What the task asks - Below are several records. Retype exactly those lines running from the one with "filename src/lib.rs" through the one with "a JSON object", end lines included, and no others.

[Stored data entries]
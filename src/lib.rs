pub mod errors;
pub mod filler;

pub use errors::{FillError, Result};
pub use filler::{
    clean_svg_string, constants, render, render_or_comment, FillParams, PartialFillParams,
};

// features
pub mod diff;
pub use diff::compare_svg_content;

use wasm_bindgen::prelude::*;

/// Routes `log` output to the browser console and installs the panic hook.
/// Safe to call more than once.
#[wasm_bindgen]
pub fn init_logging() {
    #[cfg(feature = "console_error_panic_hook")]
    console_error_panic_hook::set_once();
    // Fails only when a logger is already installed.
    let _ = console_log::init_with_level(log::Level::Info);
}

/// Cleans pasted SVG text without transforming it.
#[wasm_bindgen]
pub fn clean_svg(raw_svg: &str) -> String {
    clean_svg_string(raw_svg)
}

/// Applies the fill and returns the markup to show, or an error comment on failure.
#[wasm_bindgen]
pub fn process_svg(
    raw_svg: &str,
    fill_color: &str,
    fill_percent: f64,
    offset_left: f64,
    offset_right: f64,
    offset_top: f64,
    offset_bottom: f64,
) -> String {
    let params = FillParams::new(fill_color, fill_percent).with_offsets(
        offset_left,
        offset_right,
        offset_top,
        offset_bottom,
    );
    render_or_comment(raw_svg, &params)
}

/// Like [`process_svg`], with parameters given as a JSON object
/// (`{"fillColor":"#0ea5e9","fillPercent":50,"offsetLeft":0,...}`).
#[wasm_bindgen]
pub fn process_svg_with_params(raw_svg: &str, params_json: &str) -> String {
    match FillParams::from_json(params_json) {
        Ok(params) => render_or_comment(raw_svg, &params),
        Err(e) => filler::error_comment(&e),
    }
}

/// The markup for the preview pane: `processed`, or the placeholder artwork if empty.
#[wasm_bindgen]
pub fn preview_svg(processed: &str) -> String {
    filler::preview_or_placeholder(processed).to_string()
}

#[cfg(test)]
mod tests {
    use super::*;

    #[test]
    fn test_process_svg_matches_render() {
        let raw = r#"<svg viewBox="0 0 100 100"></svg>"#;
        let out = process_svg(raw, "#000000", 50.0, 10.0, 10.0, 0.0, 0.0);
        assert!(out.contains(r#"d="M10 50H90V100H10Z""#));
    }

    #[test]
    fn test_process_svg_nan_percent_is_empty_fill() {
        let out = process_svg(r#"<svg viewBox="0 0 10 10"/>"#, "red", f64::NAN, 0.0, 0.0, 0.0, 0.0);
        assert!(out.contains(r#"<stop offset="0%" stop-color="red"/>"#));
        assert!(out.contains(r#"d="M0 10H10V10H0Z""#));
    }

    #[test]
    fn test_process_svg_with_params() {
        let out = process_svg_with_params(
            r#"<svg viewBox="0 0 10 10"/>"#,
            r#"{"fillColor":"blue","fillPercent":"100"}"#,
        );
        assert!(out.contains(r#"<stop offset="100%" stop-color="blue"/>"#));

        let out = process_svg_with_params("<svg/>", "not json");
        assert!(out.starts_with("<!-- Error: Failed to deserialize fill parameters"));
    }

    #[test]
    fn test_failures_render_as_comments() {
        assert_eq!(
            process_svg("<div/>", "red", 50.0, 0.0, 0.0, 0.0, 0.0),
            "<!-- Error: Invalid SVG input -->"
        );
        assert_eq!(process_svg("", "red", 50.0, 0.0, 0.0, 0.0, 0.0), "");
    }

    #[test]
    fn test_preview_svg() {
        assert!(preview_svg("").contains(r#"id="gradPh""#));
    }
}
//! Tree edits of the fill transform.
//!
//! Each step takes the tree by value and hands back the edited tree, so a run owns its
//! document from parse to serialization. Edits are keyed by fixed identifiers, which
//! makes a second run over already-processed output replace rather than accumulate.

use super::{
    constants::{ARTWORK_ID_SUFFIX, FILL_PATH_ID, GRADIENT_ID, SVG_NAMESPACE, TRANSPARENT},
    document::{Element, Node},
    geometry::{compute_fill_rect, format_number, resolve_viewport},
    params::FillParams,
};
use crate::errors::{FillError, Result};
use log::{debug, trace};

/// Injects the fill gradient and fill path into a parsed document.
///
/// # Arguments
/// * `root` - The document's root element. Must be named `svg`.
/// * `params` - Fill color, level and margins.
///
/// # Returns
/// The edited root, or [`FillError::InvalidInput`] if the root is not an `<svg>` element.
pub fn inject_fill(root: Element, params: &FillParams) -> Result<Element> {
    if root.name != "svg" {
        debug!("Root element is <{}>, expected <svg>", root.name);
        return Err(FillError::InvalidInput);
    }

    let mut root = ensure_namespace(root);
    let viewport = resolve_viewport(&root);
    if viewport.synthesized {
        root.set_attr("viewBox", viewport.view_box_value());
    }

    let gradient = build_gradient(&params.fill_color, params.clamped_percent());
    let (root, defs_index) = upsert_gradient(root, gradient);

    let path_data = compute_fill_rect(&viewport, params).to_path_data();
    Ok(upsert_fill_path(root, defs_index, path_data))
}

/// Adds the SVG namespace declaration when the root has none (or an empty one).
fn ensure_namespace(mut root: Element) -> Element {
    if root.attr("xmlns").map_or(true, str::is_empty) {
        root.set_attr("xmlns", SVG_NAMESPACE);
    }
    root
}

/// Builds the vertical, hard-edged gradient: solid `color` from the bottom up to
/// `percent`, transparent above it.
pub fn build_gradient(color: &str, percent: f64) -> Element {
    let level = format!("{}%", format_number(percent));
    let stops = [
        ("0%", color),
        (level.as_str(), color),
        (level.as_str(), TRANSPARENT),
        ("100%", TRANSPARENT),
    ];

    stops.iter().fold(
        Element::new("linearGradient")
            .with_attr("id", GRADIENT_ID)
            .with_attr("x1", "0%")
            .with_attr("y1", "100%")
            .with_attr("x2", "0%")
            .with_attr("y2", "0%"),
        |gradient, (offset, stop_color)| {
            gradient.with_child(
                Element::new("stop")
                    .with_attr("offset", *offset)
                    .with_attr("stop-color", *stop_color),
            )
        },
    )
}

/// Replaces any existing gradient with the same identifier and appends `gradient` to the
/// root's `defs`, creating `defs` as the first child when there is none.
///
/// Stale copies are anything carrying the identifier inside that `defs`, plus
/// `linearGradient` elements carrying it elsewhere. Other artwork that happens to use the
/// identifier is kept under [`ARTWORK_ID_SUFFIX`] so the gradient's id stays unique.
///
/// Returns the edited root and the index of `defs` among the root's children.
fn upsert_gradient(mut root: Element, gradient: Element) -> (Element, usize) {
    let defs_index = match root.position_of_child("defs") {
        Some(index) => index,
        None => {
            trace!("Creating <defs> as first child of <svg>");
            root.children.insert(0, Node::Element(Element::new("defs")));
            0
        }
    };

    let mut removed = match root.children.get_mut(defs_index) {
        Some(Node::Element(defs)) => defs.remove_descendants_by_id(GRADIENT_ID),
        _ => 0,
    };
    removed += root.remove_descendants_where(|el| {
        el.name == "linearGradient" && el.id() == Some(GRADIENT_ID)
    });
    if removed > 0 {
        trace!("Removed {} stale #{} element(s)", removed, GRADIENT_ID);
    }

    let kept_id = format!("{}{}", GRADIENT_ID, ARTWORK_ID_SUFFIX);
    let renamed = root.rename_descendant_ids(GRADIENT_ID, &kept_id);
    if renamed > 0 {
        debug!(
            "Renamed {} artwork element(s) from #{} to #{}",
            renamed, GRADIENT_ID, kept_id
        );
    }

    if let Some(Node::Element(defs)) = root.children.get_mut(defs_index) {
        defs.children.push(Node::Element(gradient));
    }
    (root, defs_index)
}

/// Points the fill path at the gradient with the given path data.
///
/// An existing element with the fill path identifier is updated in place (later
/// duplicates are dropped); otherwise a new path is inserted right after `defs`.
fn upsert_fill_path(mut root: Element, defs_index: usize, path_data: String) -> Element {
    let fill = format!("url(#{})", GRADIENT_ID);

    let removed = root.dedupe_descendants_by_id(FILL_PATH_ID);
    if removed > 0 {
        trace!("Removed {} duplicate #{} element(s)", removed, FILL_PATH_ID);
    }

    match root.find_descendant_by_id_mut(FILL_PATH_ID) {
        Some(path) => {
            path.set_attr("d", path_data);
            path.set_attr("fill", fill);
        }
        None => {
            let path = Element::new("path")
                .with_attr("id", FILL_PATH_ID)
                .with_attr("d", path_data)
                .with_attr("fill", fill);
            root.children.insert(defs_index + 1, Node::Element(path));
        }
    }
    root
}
...
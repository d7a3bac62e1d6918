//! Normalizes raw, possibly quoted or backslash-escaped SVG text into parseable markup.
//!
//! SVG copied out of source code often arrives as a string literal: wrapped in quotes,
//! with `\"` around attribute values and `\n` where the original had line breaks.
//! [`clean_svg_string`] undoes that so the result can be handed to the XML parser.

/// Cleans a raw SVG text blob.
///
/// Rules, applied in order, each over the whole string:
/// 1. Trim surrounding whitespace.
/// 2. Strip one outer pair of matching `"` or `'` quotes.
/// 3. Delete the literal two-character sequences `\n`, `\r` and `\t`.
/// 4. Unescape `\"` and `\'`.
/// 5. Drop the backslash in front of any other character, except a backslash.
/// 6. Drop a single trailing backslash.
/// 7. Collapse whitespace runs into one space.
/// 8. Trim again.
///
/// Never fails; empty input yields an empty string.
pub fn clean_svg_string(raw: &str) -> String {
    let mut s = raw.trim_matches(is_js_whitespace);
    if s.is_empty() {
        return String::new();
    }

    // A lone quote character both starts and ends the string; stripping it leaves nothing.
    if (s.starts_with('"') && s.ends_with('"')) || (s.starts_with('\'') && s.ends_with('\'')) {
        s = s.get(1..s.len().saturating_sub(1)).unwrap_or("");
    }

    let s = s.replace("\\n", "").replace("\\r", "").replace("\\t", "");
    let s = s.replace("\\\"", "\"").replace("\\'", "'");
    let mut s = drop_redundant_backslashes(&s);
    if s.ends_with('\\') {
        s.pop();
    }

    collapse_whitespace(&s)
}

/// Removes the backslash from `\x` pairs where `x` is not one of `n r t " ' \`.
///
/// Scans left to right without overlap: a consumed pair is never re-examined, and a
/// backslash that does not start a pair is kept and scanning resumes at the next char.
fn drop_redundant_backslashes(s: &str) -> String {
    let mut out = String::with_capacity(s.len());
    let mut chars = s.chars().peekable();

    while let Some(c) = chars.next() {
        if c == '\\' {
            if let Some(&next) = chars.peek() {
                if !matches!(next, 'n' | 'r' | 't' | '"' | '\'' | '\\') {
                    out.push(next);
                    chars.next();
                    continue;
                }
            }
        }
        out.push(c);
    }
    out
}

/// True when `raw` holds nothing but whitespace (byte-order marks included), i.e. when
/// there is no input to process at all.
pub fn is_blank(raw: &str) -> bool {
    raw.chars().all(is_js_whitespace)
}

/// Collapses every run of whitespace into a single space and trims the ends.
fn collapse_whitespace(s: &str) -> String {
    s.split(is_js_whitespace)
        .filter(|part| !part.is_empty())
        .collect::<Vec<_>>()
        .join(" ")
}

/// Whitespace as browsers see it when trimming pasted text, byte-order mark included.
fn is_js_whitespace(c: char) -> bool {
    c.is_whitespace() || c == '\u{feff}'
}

Answer to this task -
filename src/lib.rs
pub mod errors;
pub mod filler;

pub use errors::{FillError, Result};
pub use filler::{
    clean_svg_string, constants, render, render_or_comment, FillParams, PartialFillParams,
};

// features
pub mod diff;
pub use diff::compare_svg_content;

use wasm_bindgen::prelude::*;

/// Routes `log` output to the browser console and installs the panic hook.
/// Safe to call more than once.
#[wasm_bindgen]
pub fn init_logging() {
    #[cfg(feature = "console_error_panic_hook")]
    console_error_panic_hook::set_once();
    // Fails only when a logger is already installed.
    let _ = console_log::init_with_level(log::Level::Info);
}

/// Cleans pasted SVG text without transforming it.
#[wasm_bindgen]
pub fn clean_svg(raw_svg: &str) -> String {
    clean_svg_string(raw_svg)
}

/// Applies the fill and returns the markup to show, or an error comment on failure.
#[wasm_bindgen]
pub fn process_svg(
    raw_svg: &str,
    fill_color: &str,
    fill_percent: f64,
    offset_left: f64,
    offset_right: f64,
    offset_top: f64,
    offset_bottom: f64,
) -> String {
    let params = FillParams::new(fill_color, fill_percent).with_offsets(
        offset_left,
        offset_right,
        offset_top,
        offset_bottom,
    );
    render_or_comment(raw_svg, &params)
}

/// Like [`process_svg`], with parameters given as a JSON object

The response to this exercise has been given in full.